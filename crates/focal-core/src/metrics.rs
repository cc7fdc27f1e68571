//! Derived text metrics for note bodies.

use serde::{Deserialize, Serialize};

/// Reading speed used for the reading-time estimate, in words per minute.
const WORDS_PER_MINUTE: usize = 200;

/// Metrics derived from a note body.
///
/// Recomputed on every write that changes the body, so stored values
/// never drift from the text.
#[derive(Debug, Clone, Copy, PartialEq, Eq, Serialize, Deserialize, utoipa::ToSchema)]
pub struct BodyMetrics {
    /// Unicode scalar count, not byte length.
    pub character_count: i32,
    pub word_count: i32,
    /// Estimated minutes to read, never below 1.
    pub reading_time: i32,
}

impl BodyMetrics {
    /// Derive metrics from a body.
    pub fn of(body: &str) -> Self {
        let character_count = body.chars().count();
        let word_count = body.split_whitespace().count();
        let reading_time = (word_count / WORDS_PER_MINUTE).max(1);

        Self {
            character_count: character_count as i32,
            word_count: word_count as i32,
            reading_time: reading_time as i32,
        }
    }
}

/// Truncate to at most `max` characters without splitting a code point.
///
/// The external adapters use this to cap prompt and block sizes; limits
/// count characters, matching [`BodyMetrics`].
pub fn truncate_chars(text: &str, max: usize) -> &str {
    match text.char_indices().nth(max) {
        Some((idx, _)) => &text[..idx],
        None => text,
    }
}

#[cfg(test)]
mod tests {
    use super::*;

    #[test]
    fn test_empty_body() {
        let metrics = BodyMetrics::of("");
        assert_eq!(metrics.character_count, 0);
        assert_eq!(metrics.word_count, 0);
        assert_eq!(metrics.reading_time, 1);
    }

    #[test]
    fn test_whitespace_only_body() {
        let metrics = BodyMetrics::of("   \n\t  ");
        assert_eq!(metrics.word_count, 0);
        assert_eq!(metrics.reading_time, 1);
    }

    #[test]
    fn test_counts_characters_not_bytes() {
        let metrics = BodyMetrics::of("héllo");
        assert_eq!(metrics.character_count, 5);
        assert_eq!(metrics.word_count, 1);
    }

    #[test]
    fn test_word_count_splits_on_any_whitespace() {
        let metrics = BodyMetrics::of("one two\nthree\t four");
        assert_eq!(metrics.word_count, 4);
    }

    #[test]
    fn test_reading_time_floors_at_one_minute() {
        assert_eq!(BodyMetrics::of("short note").reading_time, 1);
    }

    #[test]
    fn test_reading_time_scales_with_words() {
        let body = "word ".repeat(450);
        let metrics = BodyMetrics::of(&body);
        assert_eq!(metrics.word_count, 450);
        assert_eq!(metrics.reading_time, 2);
    }

    #[test]
    fn test_truncate_chars_short_input() {
        assert_eq!(truncate_chars("hello", 10), "hello");
        assert_eq!(truncate_chars("hello", 5), "hello");
        assert_eq!(truncate_chars("", 5), "");
    }

    #[test]
    fn test_truncate_chars_cuts_at_limit() {
        assert_eq!(truncate_chars("hello world", 5), "hello");
    }

    #[test]
    fn test_truncate_chars_counts_code_points() {
        // Four characters, more than four bytes.
        assert_eq!(truncate_chars("日本語だよ", 3), "日本語");
    }
}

◇ ◇ ◇ ◇ ◇ ◇ ◇

Start to finish, copy the material out exactly.

filename crates/focal-core/src/metrics.rs
repository cc7fdc27f1e68571
//! Derived text metrics for note bodies.

use serde::{Deserialize, Serialize};

/// Reading speed used for the reading-time estimate, in words per minute.
const WORDS_PER_MINUTE: usize = 200;

/// Metrics derived from a note body.
///
/// Recomputed on every write that changes the body, so stored values
/// never drift from the text.
#[derive(Debug, Clone, Copy, PartialEq, Eq, Serialize, Deserialize, utoipa::ToSchema)]
pub struct BodyMetrics {
    /// Unicode scalar count, not byte length.
    pub character_count: i32,
    pub word_count: i32,
    /// Estimated minutes to read, never below 1.
    pub reading_time: i32,
}

impl BodyMetrics {
    /// Derive metrics from a body.
    pub fn of(body: &str) -> Self {
        let character_count = body.chars().count();
        let word_count = body.split_whitespace().count();
        let reading_time = (word_count / WORDS_PER_MINUTE).max(1);

        Self {
            character_count: character_count as i32,
            word_count: word_count as i32,
            reading_time: reading_time as i32,
        }
    }
}

/// Truncate to at most `max` characters without splitting a code point.
///
/// The external adapters use this to cap prompt and block sizes; limits
/// count characters, matching [`BodyMetrics`].
pub fn truncate_chars(text: &str, max: usize) -> &str {
    match text.char_indices().nth(max) {
        Some((idx, _)) => &text[..idx],
        None => text,
    }
}

#[cfg(test)]
mod tests {
    use super::*;

    #[test]
    fn test_empty_body() {
        let metrics = BodyMetrics::of("");
        assert_eq!(metrics.character_count, 0);
        assert_eq!(metrics.word_count, 0);
        assert_eq!(metrics.reading_time, 1);
    }

    #[test]
    fn test_whitespace_only_body() {
        let metrics = BodyMetrics::of("   \n\t  ");
        assert_eq!(metrics.word_count, 0);
        assert_eq!(metrics.reading_time, 1);
    }

    #[test]
    fn test_counts_characters_not_bytes() {
        let metrics = BodyMetrics::of("héllo");
        assert_eq!(metrics.character_count, 5);
        assert_eq!(metrics.word_count, 1);
    }

    #[test]
    fn test_word_count_splits_on_any_whitespace() {
        let metrics = BodyMetrics::of("one two\nthree\t four");
        assert_eq!(metrics.word_count, 4);
    }

    #[test]
    fn test_reading_time_floors_at_one_minute() {
        assert_eq!(BodyMetrics::of("short note").reading_time, 1);
    }

    #[test]
    fn test_reading_time_scales_with_words() {
        let body = "word ".repeat(450);
        let metrics = BodyMetrics::of(&body);
        assert_eq!(metrics.word_count, 450);
        assert_eq!(metrics.reading_time, 2);
    }

    #[test]
    fn test_truncate_chars_short_input() {
        assert_eq!(truncate_chars("hello", 10), "hello");
        assert_eq!(truncate_chars("hello", 5), "hello");
        assert_eq!(truncate_chars("", 5), "");
    }

    #[test]
    fn test_truncate_chars_cuts_at_limit() {
        assert_eq!(truncate_chars("hello world", 5), "hello");
    }

    #[test]
    fn test_truncate_chars_counts_code_points() {
        // Four characters, more than four bytes.
        assert_eq!(truncate_chars("日本語だよ", 3), "日本語");
    }
}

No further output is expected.